出社すると、ロッカーの上からネズミがこっちを見ている。「図々しいな」人間が居ても怖くないらしい。俺は持っている新聞を投げつけた。「客がネズミを見たと言っている」支配人は俺を睨んでいるが、俺に苦情を言われても困る、ねずみ取りを使うか、業者に頼むかしかない。殺鼠剤を使う事にした。


俺は、どこに殺鼠剤を設置するか考えた。地下なら客には見えないだろう。しばらく使っていない地下に降りると、ごそごそと音がする。地下室の電気をつけるとネズミが壁の穴に消えた。壁の腰あたりにこぶし大の穴がある、ネズミはそこに消えた。「なんだこれは?」中を見ると暗い、ただ動物の気配はしている、ネズミがかじったのか穴が深そうだ。「これは業者に頼むか」


「ゆきえ」たまたま俺は地下室から出た時に、元女房と出くわした。俺を見ると馬鹿にしたように笑う、若い男と部屋に行く。年収が低い俺から逃げるように離婚をした。俺は何も感じないと思っていた。でも嫉妬を感じる、かなり強く感じる。怒りになると俺はもう止められなかった。フロントからマスタキーを取り出すと、使用中の部屋に向かう。用具入れから持ってきたモップで男を滅多打ちする。
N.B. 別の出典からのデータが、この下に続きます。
// ── Core error types ──
//
// API errors pass through untouched so the host sees the backend's
// message verbatim, including bulk partial-progress details. Everything
// else is a local validation failure raised before any request is sent.

use thiserror::Error;

/// Unified error type for the core crate.
#[derive(Debug, Error)]
pub enum CoreError {
    // ── Remote errors ────────────────────────────────────────────────
    #[error(transparent)]
    Api(#[from] crucible_api::Error),

    // ── Local validation ─────────────────────────────────────────────
    /// An attribute in the key-value form had the wrong shape.
    #[error("Invalid attribute `{field}`: {reason}")]
    InvalidAttribute { field: String, reason: String },

    /// Two desired application instances in one team share a name.
    #[error("Duplicate application instance name {name:?} in team {team:?}")]
    DuplicateInstanceName { team: String, name: String },

    /// Two desired applications or teams of one view share a name, so
    /// they cannot be matched to existing ones.
    #[error("Duplicate {collection} name {name:?}")]
    DuplicateName { collection: String, name: String },

    /// An update or delete was requested for a resource with no identity.
    #[error("{kind} has no remote identity; create it first")]
    MissingIdentity { kind: String },
}

impl CoreError {
    pub(crate) fn invalid(field: impl Into<String>, reason: impl Into<String>) -> Self {
        Self::InvalidAttribute {
            field: field.into(),
            reason: reason.into(),
        }
    }

    /// Elements a failed bulk call processed before erroring, if any.
    pub fn completed(&self) -> &[String] {
        match self {
            Self::Api(e) => e.completed(),
            _ => &[],
        }
    }
}
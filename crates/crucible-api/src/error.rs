use thiserror::Error;

/// Top-level error type for the `crucible-api` crate.
///
/// Covers every failure mode across the three backends: token
/// acquisition, transport, unexpected status codes, and response decoding.
/// `crucible-core` wraps these without translation so the host sees the
/// original message.
#[derive(Debug, Error)]
pub enum Error {
    // ── Authentication ──────────────────────────────────────────────
    /// The token endpoint rejected the password grant.
    #[error("Authentication failed: {message}")]
    Authentication { message: String },

    // ── Transport ───────────────────────────────────────────────────
    /// HTTP transport error (connection refused, DNS failure, etc.)
    #[error("HTTP transport error: {0}")]
    Transport(#[from] reqwest::Error),

    /// URL parsing error.
    #[error("Invalid URL: {0}")]
    InvalidUrl(#[from] url::ParseError),

    /// TLS setup or certificate error.
    #[error("TLS error: {0}")]
    Tls(String),

    // ── API ─────────────────────────────────────────────────────────
    /// The backend answered with a status other than the single one the
    /// operation expects.
    #[error("{operation}: API returned with status code {status} (expected {expected})")]
    UnexpectedStatus {
        operation: String,
        status: u16,
        expected: u16,
    },

    /// A sequential bulk operation failed part way through.
    ///
    /// `completed` lists the elements (ids) that were processed before the
    /// failing one; callers must assume those took effect remotely.
    #[error("{operation}: {} completed before error: {source}", .completed.len())]
    Bulk {
        operation: String,
        completed: Vec<String>,
        #[source]
        source: Box<Error>,
    },

    // ── Data ────────────────────────────────────────────────────────
    /// JSON deserialization failed, with the raw body for debugging.
    #[error("Deserialization error: {message}")]
    Deserialization { message: String, body: String },
}

impl Error {
    /// Returns `true` if this error is an HTTP 404 from the backend.
    pub fn is_not_found(&self) -> bool {
        match self {
            Self::Transport(e) => e.status() == Some(reqwest::StatusCode::NOT_FOUND),
            Self::UnexpectedStatus { status: 404, .. } => true,
            Self::Bulk { source, .. } => source.is_not_found(),
            _ => false,
        }
    }

    /// The HTTP status code behind this error, if one was received.
    pub fn status(&self) -> Option<u16> {
        match self {
            Self::Transport(e) => e.status().map(|s| s.as_u16()),
            Self::UnexpectedStatus { status, .. } => Some(*status),
            Self::Bulk { source, .. } => source.status(),
            _ => None,
        }
    }

    /// Elements processed before a bulk failure. Empty for non-bulk errors.
    pub fn completed(&self) -> &[String] {
        match self {
            Self::Bulk { completed, .. } => completed,
            _ => &[],
        }
    }

    /// Wrap `source` as a bulk failure after `completed` elements succeeded.
    pub(crate) fn bulk(operation: &str, completed: Vec<String>, source: Self) -> Self {
        Self::Bulk {
            operation: operation.to_owned(),
            completed,
            source: Box::new(source),
        }
    }
}
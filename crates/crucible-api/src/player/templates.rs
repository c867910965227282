// Player API application template endpoints

use reqwest::StatusCode;
use tracing::info;

use crate::error::Error;
use crate::models::ApplicationTemplate;
use crate::player::PlayerClient;
use crate::rest::{Created, decode, expect_status};

impl PlayerClient {
    /// `POST application-templates` -- expects 201, returns the new id.
    pub async fn create_template(&self, template: &ApplicationTemplate) -> Result<String, Error> {
        let token = self.rest.token().await?;
        let mut body = template.clone();
        body.id = None;

        let resp = self
            .rest
            .post(&token, "application-templates", &body)
            .await?;
        let created: Created = decode(expect_status(
            resp,
            StatusCode::CREATED,
            "creating application template",
        )?)
        .await?;
        info!(id = %created.id, name = %template.name, "application template created");
        Ok(created.id)
    }

    /// Fetch a template, `None` on 404.
    pub async fn find_template(&self, id: &str) -> Result<Option<ApplicationTemplate>, Error> {
        let token = self.rest.token().await?;
        match self
            .rest
            .probe(
                &token,
                &format!("application-templates/{id}"),
                "reading application template",
            )
            .await?
        {
            Some(resp) => decode(resp).await.map(Some),
            None => Ok(None),
        }
    }

    pub async fn template_exists(&self, id: &str) -> Result<bool, Error> {
        Ok(self.find_template(id).await?.is_some())
    }

    /// `PUT application-templates/{id}` -- expects 200.
    pub async fn update_template(
        &self,
        id: &str,
        template: &ApplicationTemplate,
    ) -> Result<(), Error> {
        let token = self.rest.token().await?;
        let mut body = template.clone();
        body.id = Some(id.to_owned());

        let resp = self
            .rest
            .put(&token, &format!("application-templates/{id}"), &body)
            .await?;
        expect_status(resp, StatusCode::OK, "updating application template")?;
        Ok(())
    }

    /// `DELETE application-templates/{id}` -- expects 204.
    pub async fn delete_template(&self, id: &str) -> Result<(), Error> {
        let token = self.rest.token().await?;
        let resp = self
            .rest
            .delete(&token, &format!("application-templates/{id}"))
            .await?;
        expect_status(resp, StatusCode::NO_CONTENT, "deleting application template")?;
        Ok(())
    }
}
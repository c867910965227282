// Player API directory user endpoints
//
// Users are keyed by an id chosen by the caller (the identity provider's
// subject), so create does not return one.

use reqwest::StatusCode;
use tracing::info;

use crate::error::Error;
use crate::models::User;
use crate::player::PlayerClient;
use crate::rest::{decode, expect_status};

impl PlayerClient {
    /// `POST users` -- expects 201.
    pub async fn create_user(&self, user: &User) -> Result<(), Error> {
        let token = self.rest.token().await?;
        let resp = self.rest.post(&token, "users", user).await?;
        expect_status(resp, StatusCode::CREATED, "creating user")?;
        info!(id = %user.id, name = %user.name, "user created");
        Ok(())
    }

    /// Fetch a user, `None` on 404.
    pub async fn find_user(&self, id: &str) -> Result<Option<User>, Error> {
        let token = self.rest.token().await?;
        match self
            .rest
            .probe(&token, &format!("users/{id}"), "reading user")
            .await?
        {
            Some(resp) => decode(resp).await.map(Some),
            None => Ok(None),
        }
    }

    pub async fn user_exists(&self, id: &str) -> Result<bool, Error> {
        Ok(self.find_user(id).await?.is_some())
    }

    /// `PUT users/{id}` -- expects 200.
    pub async fn update_user(&self, id: &str, user: &User) -> Result<(), Error> {
        let token = self.rest.token().await?;
        let resp = self.rest.put(&token, &format!("users/{id}"), user).await?;
        expect_status(resp, StatusCode::OK, "updating user")?;
        Ok(())
    }

    /// `DELETE users/{id}` -- expects 204.
    pub async fn delete_user(&self, id: &str) -> Result<(), Error> {
        let token = self.rest.token().await?;
        let resp = self.rest.delete(&token, &format!("users/{id}")).await?;
        expect_status(resp, StatusCode::NO_CONTENT, "deleting user")?;
        Ok(())
    }
}
// ── View ────────────────────────────────────────────────────────────

#[tokio::test]
async fn test_view_update_reconciles_instances_by_name() {
    let (server, provider) = setup().await;
    let apps = vec![app("a-1", "Console"), app("a-2", "Chat"), app("a-3", "Wiki")];

    Mock::given(method("PUT"))
        .and(path("/api/views/v-1"))
        .respond_with(ResponseTemplate::new(200))
        .expect(1)
        .mount(&server)
        .await;
    Mock::given(method("PUT"))
        .and(path_regex(r"^/api/applications/a-[123]$"))
        .respond_with(ResponseTemplate::new(200))
        .expect(3)
        .mount(&server)
        .await;
    Mock::given(method("PUT"))
        .and(path("/api/teams/t1"))
        .respond_with(ResponseTemplate::new(200))
        .expect(1)
        .mount(&server)
        .await;
    Mock::given(method("GET"))
        .and(path("/api/teams/t1/application-instances"))
        .respond_with(ResponseTemplate::new(200).set_body_json(json!([
            { "id": "i-1", "name": "Console", "applicationId": "a-1", "displayOrder": 0 },
            { "id": "i-2", "name": "Chat", "applicationId": "a-2", "displayOrder": 0 },
        ])))
        .mount(&server)
        .await;

    // Expected plan: delete Console, update Chat to 1, create Wiki at 0.
    Mock::given(method("DELETE"))
        .and(path("/api/application-instances/i-1"))
        .respond_with(ResponseTemplate::new(204))
        .expect(1)
        .mount(&server)
        .await;
    Mock::given(method("PUT"))
        .and(path("/api/application-instances/i-2"))
        .and(body_partial_json(json!({ "applicationId": "a-2", "displayOrder": 1.0 })))
        .respond_with(ResponseTemplate::new(200))
        .expect(1)
        .mount(&server)
        .await;
    Mock::given(method("POST"))
        .and(path("/api/teams/t1/application-instances"))
        .and(body_partial_json(json!({ "applicationId": "a-3", "displayOrder": 0.0 })))
        .respond_with(ResponseTemplate::new(201).set_body_json(json!({ "id": "i-3" })))
        .expect(1)
        .mount(&server)
        .await;

    mount_view_read(
        &server,
        json!([
            { "id": "a-1", "name": "Console", "viewId": "v-1" },
            { "id": "a-2", "name": "Chat", "viewId": "v-1" },
            { "id": "a-3", "name": "Wiki", "viewId": "v-1" },
        ]),
        json!([{ "id": "t1", "name": "team t1", "permissions": [] }]),
    )
    .await;

    let previous = view(
        apps.clone(),
        vec![team(
            "t1",
            vec![
                instance(Some("i-1"), "Console", 0.0),
                instance(Some("i-2"), "Chat", 0.0),
            ],
        )],
    );
    let desired = view(
        apps,
        vec![team(
            "t1",
            vec![instance(None, "Chat", 1.0), instance(None, "Wiki", 0.0)],
        )],
    );

    let mut data = ResourceData {
        id: Some("v-1".into()),
        state: previous,
    };
    ViewState::update(&provider, &mut data, desired).await.unwrap();
    assert_eq!(data.id.as_deref(), Some("v-1"));
    assert_eq!(data.state.teams.len(), 1);
}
女房は恐怖で凍りついているが怒りの表情で「あんたは死刑よ」と静かに冷たく宣告する。「だろうな」自分の怒りはどこか来たのだろうか?元妻を殴ると昏倒した彼女を地下室まで連れて行く。しばらくするとネズミ達が出てきた。俺は叫び声を上げている彼女を置いて部屋に戻る。ホテルの浴槽に湯をためる服を脱いで湯につかる。とても気持ちがいい。ネズミが洗面台の鏡の所から俺を見ている。


「おまえらは人間の血の味を知ってるのか?」こいつらはプレイをしていた人間の血や汚物で生きていたのか。俺は浴槽から半身を起こすとネズミを見つめる。どこか遠くでパトカーのサイレンが聞こえた。